Having actually forgotten they existed, I was reminded of them when I attended a friend’s bridal shower. They were served in cute, mini plastic martini glasses and I thought to myself, “Yup! I could eat more of this”.
It so happens that pears were on sale and since I love me a good pear, I bought some to make what would become a very rustic (but healthy) type of compote to add to my parfait. What makes this recipe a healthy option is that it has no added sugar and the pears are cooked and softened in their own, natural juices and sugars with the addition of a bit of water. I used 4 pears which made more than enough for 2 parfaits but I was able to use the pear compote for many other things too. It went well with oatmeal, over ice-cream and even on its own.
Because the process is fairly quick, cut up the pears into smallish pieces so they cook quicker. In a pan, toss in the pears with 1 Tbsp of vanilla, 1 tsp of ground cinnamon and 1 C of water.

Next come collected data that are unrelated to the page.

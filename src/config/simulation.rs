use serde::Deserialize;
use std::path::Path;

/// Parameters for running the climate simulation.
#[derive(Debug, Clone, PartialEq, Deserialize)]
pub struct SimulationConfig {
    /// Directory holding the per-level tiling cache.
    #[serde(default = "default_sphere_directory")]
    pub sphere_directory: String,
    /// Directory holding planet state files, one per seed.
    #[serde(default = "default_planet_directory")]
    pub planet_directory: String,
    #[serde(default = "default_log_level")]
    pub log_level: String,
    /// Length of the climate spin-up before the first rendered step.
    #[serde(default = "default_spin_up_days")]
    pub spin_up_days: u32,
    /// Simulated minutes per outer step once spun up.
    #[serde(default = "default_step_minutes")]
    pub step_minutes: f64,
    /// Wind sub-steps per outer step.
    #[serde(default = "default_flow_substeps")]
    pub flow_substeps: u32,
    /// Conduction sub-steps per outer step.
    #[serde(default = "default_diffusion_substeps")]
    pub diffusion_substeps: u32,
    /// Outer steps between planet snapshots.
    #[serde(default = "default_snapshot_interval")]
    pub snapshot_interval: u32,
}

fn default_sphere_directory() -> String {
    "spheres".to_string()
}
fn default_planet_directory() -> String {
    "planets".to_string()
}
fn default_log_level() -> String {
    "info".to_string()
}
fn default_spin_up_days() -> u32 {
    360
}
fn default_step_minutes() -> f64 {
    10.0
}
fn default_flow_substeps() -> u32 {
    5
}
fn default_diffusion_substeps() -> u32 {
    1
}
fn default_snapshot_interval() -> u32 {
    100
}

impl Default for SimulationConfig {
    fn default() -> Self {
        SimulationConfig {
            sphere_directory: default_sphere_directory(),
            planet_directory: default_planet_directory(),
            log_level: default_log_level(),
            spin_up_days: default_spin_up_days(),
            step_minutes: default_step_minutes(),
            flow_substeps: default_flow_substeps(),
            diffusion_substeps: default_diffusion_substeps(),
            snapshot_interval: default_snapshot_interval(),
        }
    }
}

impl SimulationConfig {
    pub fn from_file(path: &Path) -> Result<Self, String> {
        let content = std::fs::read_to_string(path)
            .map_err(|e| format!("Cannot read {}: {}", path.display(), e))?;
        Self::from_toml_str(&content, path)
    }

    pub fn from_toml_str(content: &str, source_path: &Path) -> Result<Self, String> {
        let config: SimulationConfig =
            toml::from_str(content).map_err(|e| format!("{}: {}", source_path.display(), e))?;
        config.validate()?;
        Ok(config)
    }

    pub fn validate(&self) -> Result<(), String> {
        let mut errors = Vec::new();

        if self.step_minutes <= 0.0 {
            errors.push(format!(
                "step_minutes must be > 0.0, got {}. Example: step_minutes = 10.0",
                self.step_minutes
            ));
        }
        if self.flow_substeps == 0 {
            errors.push(format!(
                "flow_substeps must be > 0, got {}. Example: flow_substeps = 5",
                self.flow_substeps
            ));
        }
        if self.diffusion_substeps == 0 {
            errors.push(format!(
                "diffusion_substeps must be > 0, got {}. Example: diffusion_substeps = 1",
                self.diffusion_substeps
            ));
        }
        if self.snapshot_interval == 0 {
            errors.push(format!(
                "snapshot_interval must be > 0, got {}. Example: snapshot_interval = 100",
                self.snapshot_interval
            ));
        }
        let valid_levels = ["error", "warn", "info", "debug", "trace"];
        if !valid_levels.contains(&self.log_level.as_str()) {
            errors.push(format!(
                "log_level must be one of {:?}, got '{}'. Example: log_level = \"info\"",
                valid_levels, self.log_level
            ));
        }

        if errors.is_empty() {
            Ok(())
        } else {
            Err(errors.join("\n"))
        }
    }

    /// Seconds advanced by one outer step.
    pub fn step_seconds(&self) -> f64 {
        self.step_minutes * 60.0
    }
}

Bring this to a boil and then reduce heat and simmer for approximately 15 minutes. The water will evaporate and by the time it does, the pears will soften. The sugars will release and create a natural syrup. It you prefer your pears softer, continue adding water and allowing it to evaporate until the pears are the texture you prefer.
Assembling the parfait is the fun part. You can create any layers you wish. When I think Greek yogurt, I am reminded of time I spent in Greece. Every morning the hotel would serve a “standard” Greek breakfast. This included a thick, Greek yogurt drizzled with the most amazing honey and the option of nuts. Honey yogurt and pear compote seemed like a winning combination.
Rather than nuts, I opted for granola because I discovered that stores carry so many flavour varieties which means, in the future, this recipe could become something new by simple changing the flavour of the granola. To keep with my Greek inspiration, I opted for an almond granola but this is where you can play around with tastes, including the fruit you use and the type of yogurt as well.
In total, you will need approximately 1/2 C yogurt, 1/4 C of granola and 1/2 C of pear compote per serving glass. You can present it in different sized and shaped glasses and may need to adjust the portions accordingly. I used a standard wine glass. Layer the ingredients: granola, yogurt, pear compote. You now have a healthy dessert option that won’t ever get boring.
1 C Greek yogurt (with honey)
1/2 C granola
1 C cooked cinnamon pear compote (see blog)
1. Layer ingredients in 2 glass by alternating granola, yogurt, pears.
2. For visual effect there should be at least 2 alternating layers of each ingredient.